The send/receive combo handles multiple arguments easily by using Tuple as an intermediary. For example:
receive(
(long x, double y) { ... },
(int x) { ... }
);
matches the same messages as
receive(
(Tuple!(long, double) tp) { ... },
(int x) { ... }
);
A call like send(tid, 5, 6.3) matches the first function literal in both examples above.
To allow a thread to take contingency action in case messages are delayed, receive has a variant receiveTimeout that expires after a specified time.

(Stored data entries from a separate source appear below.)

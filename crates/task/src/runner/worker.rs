// SPDX-License-Identifier: BUSL-1.1
// Copyright (c) 2026 Alfred Jean LLC

//! Cluster worker loop, run inside each scheduler worker job.
//!
//! A worker only touches stems claimed for it: the claim files in its own
//! spool directory name the inputs it owns, which is what keeps the
//! at-most-once guarantee across the worker fleet. Setup runs exactly
//! once per worker process; a respawned worker runs it again, which the
//! contract requires to be idempotent.

use std::path::PathBuf;

use tokio_util::sync::CancellationToken;

use super::{process_file, RunnerConfig, RunnerError};
use crate::context::SetupContext;
use crate::scan;
use crate::task::FileTask;

#[derive(Debug, Clone)]
pub struct WorkerConfig {
    pub runner: RunnerConfig,
    pub worker_id: String,
    pub spool_dir: PathBuf,
}

/// Drain the spool until cancelled.
pub async fn run_worker<T: FileTask>(
    task: T,
    config: WorkerConfig,
    shutdown: CancellationToken,
) -> Result<(), RunnerError> {
    config.runner.validate()?;
    if !config.spool_dir.exists() {
        return Err(RunnerError::MissingDir(config.spool_dir.clone()));
    }

    tracing::info!(worker = %config.worker_id, "Setting up task");
    let mut context = SetupContext::new();
    task.setup(&mut context).await.map_err(RunnerError::Setup)?;
    context.freeze();
    tracing::info!(worker = %config.worker_id, "Task setup complete");

    while !shutdown.is_cancelled() {
        match claims(&config.spool_dir) {
            Ok(claimed) => {
                for claim in claimed {
                    if shutdown.is_cancelled() {
                        break;
                    }
                    handle_claim(&task, &context, &config, &claim).await;
                }
            }
            Err(e) => {
                tracing::warn!(error = %e, "spool scan failed; will retry next poll");
            }
        }

        tokio::select! {
            () = shutdown.cancelled() => break,
            () = tokio::time::sleep(config.runner.poll_interval) => {}
        }
    }

    tracing::info!(worker = %config.worker_id, "Shutting down task");
    task.teardown(&context).await.map_err(RunnerError::Teardown)?;
    tracing::info!(worker = %config.worker_id, "Task shutdown complete");
    Ok(())
}

async fn handle_claim<T: FileTask>(
    task: &T,
    context: &SetupContext,
    config: &WorkerConfig,
    claim: &std::path::Path,
) {
    let input = match input_for_claim(claim, config) {
        Some(input) => input,
        None => {
            tracing::warn!(claim = %claim.display(), "unreadable claim; removing");
            let _ = std::fs::remove_file(claim);
            return;
        }
    };

    let done = scan::already_processed(
        &input,
        &config.runner.input_ext,
        &config.runner.output_dir,
        &config.runner.output_ext,
    );
    if !done {
        process_file(task, context, &config.runner, &input).await;
    }
    let _ = std::fs::remove_file(claim);
}

/// A claim names the input file; its content is the absolute input path.
fn input_for_claim(claim: &std::path::Path, config: &WorkerConfig) -> Option<PathBuf> {
    if let Ok(content) = std::fs::read_to_string(claim) {
        let path = PathBuf::from(content.trim());
        if path.is_file() {
            return Some(path);
        }
    }
    let fallback = config.runner.input_dir.join(claim.file_name()?);
    fallback.is_file().then_some(fallback)
}

fn claims(spool_dir: &std::path::Path) -> std::io::Result<Vec<PathBuf>> {
    let mut found = Vec::new();
    for entry in std::fs::read_dir(spool_dir)? {
        let entry = entry?;
        if entry.path().is_file() {
            found.push(entry.path());
        }
    }
    found.sort();
    Ok(found)
}

#[cfg(test)]
#[path = "worker_tests.rs"]
mod tests;
// SPDX-License-Identifier: BUSL-1.1
// Copyright (c) 2026 Alfred Jean LLC

use std::path::PathBuf;
use std::time::Duration;

use thiserror::Error;

#[derive(Debug, Error)]
pub enum PipelineError {
    #[error("path does not exist: {0}")]
    MissingPath(PathBuf),

    #[error("pipeline is already running (pid {0})")]
    AlreadyRunning(i32),

    #[error(transparent)]
    Config(#[from] tf_config::ConfigError),

    #[error(transparent)]
    Pid(#[from] tf_core::PidFileError),

    #[error("invalid task CLI for '{task}': {reason}")]
    InvalidTaskCli { task: String, reason: String },

    #[error("task CLI validation for '{task}' timed out after {timeout:?}")]
    ProbeTimeout { task: String, timeout: Duration },

    #[error("failed to spawn task '{task}': {source}")]
    Spawn { task: String, source: std::io::Error },

    #[error("failed to submit cluster job for '{task}': {source}")]
    Submit { task: String, source: tf_slurm::SlurmError },

    #[error("failed to {what}: {source}")]
    Io { what: String, source: std::io::Error },
}

impl PipelineError {
    pub(crate) fn io(what: impl Into<String>, source: std::io::Error) -> Self {
        PipelineError::Io { what: what.into(), source }
    }
}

The expiration is signaled by receiveTimeout returning false:
auto gotMessage = receiveTimeout(
1000, // Time in milliseconds
(string s) { writeln("Got a string with value ", s); },
(int x) { writeln("Got an int with value ", x); }
);
if (!gotMessage) {
stderr.writeln("Timed out after one second.");
}
13.6.1 First Match
Consider the following example:
receive(
(long x) { ... },
(string x) { ... },
(int x) { ... }
);
This call will not compile: receive rejects the call because the third handler could never be reached. Any int sent down the pipe stops at the first handler.

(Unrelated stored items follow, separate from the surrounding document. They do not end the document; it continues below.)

// SPDX-License-Identifier: BUSL-1.1
// Copyright (c) 2026 Alfred Jean LLC

//! Property tests for the staging-chain laws: pure filters yield subsets
//! in any order, limits bound the result length, sorting permutes.

use super::*;
use crate::step::SortKey;
use proptest::prelude::*;
use std::collections::HashSet;
use std::path::{Path, PathBuf};

fn state_for(dir: &Path, staged: usize) -> PipelineState {
    PipelineState {
        waiting: 0,
        staged,
        completed: 0,
        failed: 0,
        input_dir: dir.to_path_buf(),
        output_dir: dir.to_path_buf(),
    }
}

/// A pure filter step (no reordering, no truncation, no delegation).
fn filter_step() -> impl Strategy<Value = Step> {
    prop_oneof![
        (1u64..4096).prop_map(|bytes| Step::MinSize { bytes }),
        (1u64..4096).prop_map(|bytes| Step::MaxSize { bytes }),
        (0.001f64..60.0).prop_map(|seconds| Step::MinAge { seconds }),
        "[a-z]{1,3}".prop_map(|pattern| Step::FilenameMatch { pattern }),
        Just(Step::CompanionFile { ext: ".meta".to_string() }),
    ]
}

fn candidate_files(dir: &Path, count: usize) -> Vec<PathBuf> {
    (0..count)
        .map(|i| {
            let path = dir.join(format!("cand{i:02}.txt"));
            std::fs::write(&path, vec![b'x'; (i * 37) % 512]).unwrap();
            path
        })
        .collect()
}

proptest! {
    #[test]
    fn filters_yield_subsets_in_any_order(
        steps in proptest::collection::vec(filter_step(), 0..5),
        count in 0usize..12,
    ) {
        let dir = tempfile::tempdir().unwrap();
        let candidates = candidate_files(dir.path(), count);
        let state = state_for(dir.path(), 0);

        let chain = Chain { steps };
        let result = chain.apply(candidates.clone(), &state);

        let input: HashSet<_> = candidates.iter().collect();
        prop_assert!(result.iter().all(|f| input.contains(f)));
        prop_assert!(result.len() <= candidates.len());
    }

    #[test]
    fn limit_steps_bound_result_length(
        n in 1usize..10,
        staged in 0usize..10,
        count in 0usize..12,
    ) {
        let dir = tempfile::tempdir().unwrap();
        let candidates = candidate_files(dir.path(), count);
        let state = state_for(dir.path(), staged);

        let batch = Chain { steps: vec![Step::MaxBatch { count: n }] };
        prop_assert!(batch.apply(candidates.clone(), &state).len() <= n);

        let cap = Chain { steps: vec![Step::MaxStaged { count: n }] };
        prop_assert!(cap.apply(candidates, &state).len() <= n);
    }

    #[test]
    fn sort_by_is_a_permutation(
        key in prop_oneof![Just(SortKey::Name), Just(SortKey::Size), Just(SortKey::Mtime)],
        reverse in any::<bool>(),
        count in 0usize..12,
    ) {
        let dir = tempfile::tempdir().unwrap();
        let candidates = candidate_files(dir.path(), count);
        let state = state_for(dir.path(), 0);

        let chain = Chain { steps: vec![Step::SortBy { key, reverse }] };
        let result = chain.apply(candidates.clone(), &state);

        let mut sorted_input = candidates;
        let mut sorted_result = result;
        sorted_input.sort();
        sorted_result.sort();
        prop_assert_eq!(sorted_input, sorted_result);
    }
}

In receive, the order of arguments dictates how matches are attempted. This is similar, for example, to how catch clauses are evaluated in a try statement but is unlike object-oriented function dispatch. Reasonable people may disagree on the relative qualities of first match and best match; suffice it to say that first match seems to serve this particular form of receive quite well.
The compile-time enforcement performed by receive is simple: for any message types <Msg1> and <Msg2> with <Msg2>'s handler coming after <Msg1>'s in the receive call, receive makes sure that <Msg2> is not convertible to <Msg1>. If it is, that means <Msg1> will match messages of type <Msg2> so compilation of the call is refused. In the example above, the check fails when <Msg1> is long and <Msg2> is int.
13.6.2 Matching Any Message
What if you wanted to make sure you're looking at any and all messages in a mailbox—for example, to make sure it doesn't get filled with junk mail?
The answer is simple—just accept the type Variant in the last position of receive, like this:
receive(
(long x) { ... },
(string x) { ... },
(double x, double y) { ... },
...
(Variant any) { ... }
);
The Variant type defined in module std.variant is a dynamic type able to hold exactly one value of any other type. receive recognizes Variant as a generic holder for any message type, and as such a call to receive that has a handler for Variant will always return as soon as at least one message is in the queue.
Planting a Variant handler at the bottom of the message handling food chain is a good method to make sure that stray messages aren't left in your mailbox.